# iPad 2 et accéléromètre bug? Non juste Smart Cover!!!



## pharmapetel (5 Mai 2011)

Bonjour à tous!
Voilà cela fait deux semaines que je fais joujou avec mon iPad 2 (le 6 ème avait enfin un ecran sans fuites, pour ceux qui me connaissent bien sur le forum  ) et j'ai été surpris de l'attitude asymétrique du changement de mode paysage avec son opposé à 180 deg..

En effet, lorsque l'on tiens l'ipad 2 en mode paysage avec le bouton home à droite, et qu'on le pose sur les genoux avec une faible inclinaison de l'autre coté, l'écran se met à basculer..
Normal diront certains, mais lorsque l'on fait la même chose avec le bouton Home à gauche, il faut vraiment renverser l'ipad pour que l'écran bascule..

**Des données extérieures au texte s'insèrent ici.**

// SPDX-FileCopyrightText: 2026 Bruno Meilick
// SPDX-License-Identifier: LicenseRef-Triton-FreeUse-NoCopy-NoDerivatives
//
// All rights reserved.
//
// This file is part of Triton and is proprietary software.
// Unauthorized copying, modification, or distribution is prohibited.

//! Stack-name arithmetic.
//!
//! Stack names run `A..Z, AA, AB, .., AZ, BA, .., ZZ, AAA, ..` — bijective
//! base-26 without a zero digit. The sequence is unbounded, so allocation
//! can never run out of names.

use std::cmp::Ordering;
use std::fmt;

use serde::Serialize;
use smol_str::SmolStr;

/// A short uppercase alphabetic name identifying a chain root.
#[derive(Debug, Clone, PartialEq, Eq, Hash, Serialize)]
#[serde(transparent)]
pub struct StackName(SmolStr);

impl StackName {
    /// The first name in the sequence.
    pub fn first() -> Self {
        Self(SmolStr::new_static("A"))
    }

    pub fn parse(value: &str) -> Result<Self, StackNameError> {
        if value.is_empty() {
            return Err(StackNameError::Empty);
        }
        if let Some(offending) = value.chars().find(|c| !c.is_ascii_uppercase()) {
            return Err(StackNameError::InvalidCharacter(offending));
        }
        Ok(Self(SmolStr::new(value)))
    }

    pub fn as_str(&self) -> &str {
        &self.0
    }

    /// The next name in sequence order: increment the last letter, carrying
    /// left on `Z`; when every letter carries, grow by one (`ZZ` -> `AAA`).
    pub fn successor(&self) -> Self {
        let mut letters: Vec<u8> = self.0.bytes().collect();
        for letter in letters.iter_mut().rev() {
            if *letter < b'Z' {
                *letter += 1;
                return Self(SmolStr::new(
                    std::str::from_utf8(&letters).unwrap_or_default(),
                ));
            }
            *letter = b'A';
        }
        letters.insert(0, b'A');
        Self(SmolStr::new(
            std::str::from_utf8(&letters).unwrap_or_default(),
        ))
    }
}

impl fmt::Display for StackName {
    fn fmt(&self, f: &mut fmt::Formatter<'_>) -> fmt::Result {
        f.write_str(&self.0)
    }
}

impl PartialOrd for StackName {
    fn partial_cmp(&self, other: &Self) -> Option<Ordering> {
        Some(self.cmp(other))
    }
}

impl Ord for StackName {
    /// Sequence order: shorter names sort before longer ones (`Z` < `AA`).
    fn cmp(&self, other: &Self) -> Ordering {
        self.0
            .len()
            .cmp(&other.0.len())
            .then_with(|| self.0.cmp(&other.0))
    }
}

#[derive(Debug, Clone, PartialEq, Eq)]
pub enum StackNameError {
    Empty,
    InvalidCharacter(char),
}

impl fmt::Display for StackNameError {
    fn fmt(&self, f: &mut fmt::Formatter<'_>) -> fmt::Result {
        match self {
            Self::Empty => f.write_str("stack name must not be empty"),
            Self::InvalidCharacter(c) => {
                write!(f, "stack name must be uppercase letters, got '{c}'")
            }
        }
    }
}

impl std::error::Error for StackNameError {}

#[cfg(test)]
mod tests {
    use super::{StackName, StackNameError};

    fn name(value: &str) -> StackName {
        StackName::parse(value).expect("stack name")
    }

    #[test]
    fn successor_increments_the_last_letter() {
        assert_eq!(name("A").successor(), name("B"));
        assert_eq!(name("AB").successor(), name("AC"));
    }

    #[test]
    fn successor_carries_on_z() {
        assert_eq!(name("Z").successor(), name("AA"));
        assert_eq!(name("AZ").successor(), name("BA"));
        assert_eq!(name("BZ").successor(), name("CA"));
    }

    #[test]
    fn successor_grows_past_double_letters() {
        assert_eq!(name("ZZ").successor(), name("AAA"));
        assert_eq!(name("AAZ").successor(), name("ABA"));
        assert_eq!(name("ZZZ").successor(), name("AAAA"));
    }

    #[test]
    fn sequence_order_is_shortlex() {
        assert!(name("Z") < name("AA"));
        assert!(name("AA") < name("AB"));
        assert!(name("ZZ") < name("AAA"));
    }

    #[test]
    fn parse_rejects_lowercase_and_empty() {
        assert_eq!(StackName::parse(""), Err(StackNameError::Empty));
        assert_eq!(
            StackName::parse("Ab"),
            Err(StackNameError::InvalidCharacter('b'))
        );
    }

    #[test]
    fn twenty_seventh_name_is_aa() {
        let mut current = StackName::first();
        for _ in 0..26 {
            current = current.successor();
        }
        assert_eq!(current, name("AA"));
    }
}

Alors pensant que j'avais un accéléromètre defecteux j'ai téléchargé une application de niveau à bulle et j'ai vu que mon iPad était bien calibré (en espérant que ce ne soit pas le gyroscope qui fasse le boulot..)

Les résultats de niveau de basculement sont de -28 deg dans le sens bouton home gauche et seulement +6 deg dans le sens Home droit..

Alors j'ai regardé quelques vidéos sur la net et c'est apparemment pareil pour tout le monde. Je pense que c'est du à la smart cover car lorsque l'on positionne l'ipad en mode clavier sur une table, il faut que l'inclinaison se fasse facilement et avec l'angle assez faible de la smart cover..

Bref cela me gêne un peu. Je trouve que cette smart cover est une très mauvaise idée, même si c'était marrant au départ, je ne l'utilise jamais.
Sans compter que les aimants compris dans l'ipad doivent pas mal alourdir l'appareil..

J'espère qu'ils retireront les aimants du prochain iPad 3 et que ce problème d'inclinaison sera inactivable lors d'une prochaine mise à jour!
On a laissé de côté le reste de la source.